Health workers scramble to pulled lifeless bodies out from under mounds of rubble after airstrikes reportedly hit and killed 82 civilians in the eastern part of the Syrian province of Deir Ezzor, a human rights groups said.

Three air attacks targeted heavily crowded areas, including a mosque during prayer time on Saturday, in the town of al-Quriyah, UNICEF said in a statement. The U.N. agency said that 25 children were among the dead.

Deir Ezzor city, the provincial capital, has been a hotbed of conflict since ISIS militants captured the northern suburbs in January. The city has been a critical junction for ISIS, with roads east and south toward Iraq and west to areas it controls in Homs province, including Palmyra.

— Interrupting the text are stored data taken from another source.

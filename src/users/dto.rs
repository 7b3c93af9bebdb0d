use serde::{Deserialize, Serialize};

use crate::users::repo_types::Role;

/// Request body for creating a user. Role defaults to `user`.
#[derive(Debug, Deserialize)]
pub struct CreateUserRequest {
    #[serde(default)]
    pub username: String,
    #[serde(default)]
    pub password: String,
    #[serde(default)]
    pub role: Role,
}

/// Partial update body: omitted fields stay untouched.
#[derive(Debug, Default, Deserialize)]
pub struct UpdateUserRequest {
    pub username: Option<String>,
    pub password: Option<String>,
    pub role: Option<Role>,
}

/// Standard success envelope for data-carrying responses.
#[derive(Debug, Serialize)]
pub struct Envelope<T> {
    pub ok: bool,
    pub data: T,
}

impl<T> Envelope<T> {
    pub fn new(data: T) -> Self {
        Self { ok: true, data }
    }
}

/// Bare success envelope, used by delete.
#[derive(Debug, Serialize)]
pub struct Ack {
    pub ok: bool,
}

impl Ack {
    pub fn ok() -> Self {
        Self { ok: true }
    }
}
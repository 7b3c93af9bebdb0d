use axum::extract::FromRef;
use jsonwebtoken::{decode, encode, DecodingKey, EncodingKey, Header, Validation};
use time::{Duration, OffsetDateTime};
use tracing::debug;

use crate::auth::claims::Claims;
use crate::state::AppState;
use crate::users::repo_types::User;

/// Holds JWT signing and verification keys plus the token lifetime.
#[derive(Clone)]
pub struct JwtKeys {
    encoding: EncodingKey,
    decoding: DecodingKey,
    ttl: Duration,
}

impl FromRef<AppState> for JwtKeys {
    fn from_ref(state: &AppState) -> Self {
        let jwt = &state.config.jwt;
        Self::new(&jwt.secret, Duration::minutes(jwt.ttl_minutes))
    }
}

impl JwtKeys {
    pub fn new(secret: &str, ttl: Duration) -> Self {
        Self {
            encoding: EncodingKey::from_secret(secret.as_bytes()),
            decoding: DecodingKey::from_secret(secret.as_bytes()),
            ttl,
        }
    }

    pub fn sign(&self, user: &User) -> anyhow::Result<String> {
        let now = OffsetDateTime::now_utc();
        let claims = Claims {
            sub: user.id,
            username: user.username.clone(),
            role: user.role,
            iat: now.unix_timestamp() as usize,
            exp: (now + self.ttl).unix_timestamp() as usize,
        };
        let token = encode(&Header::default(), &claims, &self.encoding)?;
        debug!(user_id = user.id, "jwt signed");
        Ok(token)
    }

    /// Pure and synchronous: signature + expiry only, no store access.
    pub fn verify(&self, token: &str) -> anyhow::Result<Claims> {
        let data = decode::<Claims>(token, &self.decoding, &Validation::default())?;
        debug!(user_id = data.claims.sub, "jwt verified");
        Ok(data.claims)
    }
}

It is also surrounded by some of ISIS’ most valuable oilfields, which have been intensively targeted by both U.S. and Russian airpower in recent months.

“It is unclear whether these airstrikes were carried out by Russian or Syrian warplanes,” Rami Abdul Rahman, the founder of the Syrian Observatory for Human Rights (SOHR), a London-based organization that monitors the war in Syria, told CNN on Monday.

In the past, activist and aid groups have accused Russian and Syrian forces for similar airstrikes in the war torn country.

Last year, the U.S. State Department strongly criticized Russia for what the department called “indiscriminate attacks” that have reportedly caused hundreds of civilians casualties since Moscow began flexing its military might in the war torn country.

Russia has repeatedly denying such accusations, saying the aim of its military operations inside Syria is to defeat “terrorist targets.”

Gruesome video

Meanwhile, ISIS released a new video depicting the gruesome execution of five Syrian activists from Deir Ezzor.

The militant group claims the executions were carried out on charges of “acting against the Islamic state, communicating with outside parties and receiving funds, and other charges.”

While the onslaught of violence is being met with resistance, more than 250,000 people have been killed, 1 million injured and millions of refugees and internally displaced people, since the country’s civil strife began in 2011, according to the United Nations.

The critical concern for aid workers is that attacks on children in Syria “are becoming commonplace with callous disregard for the lives of children,” UNICEF said.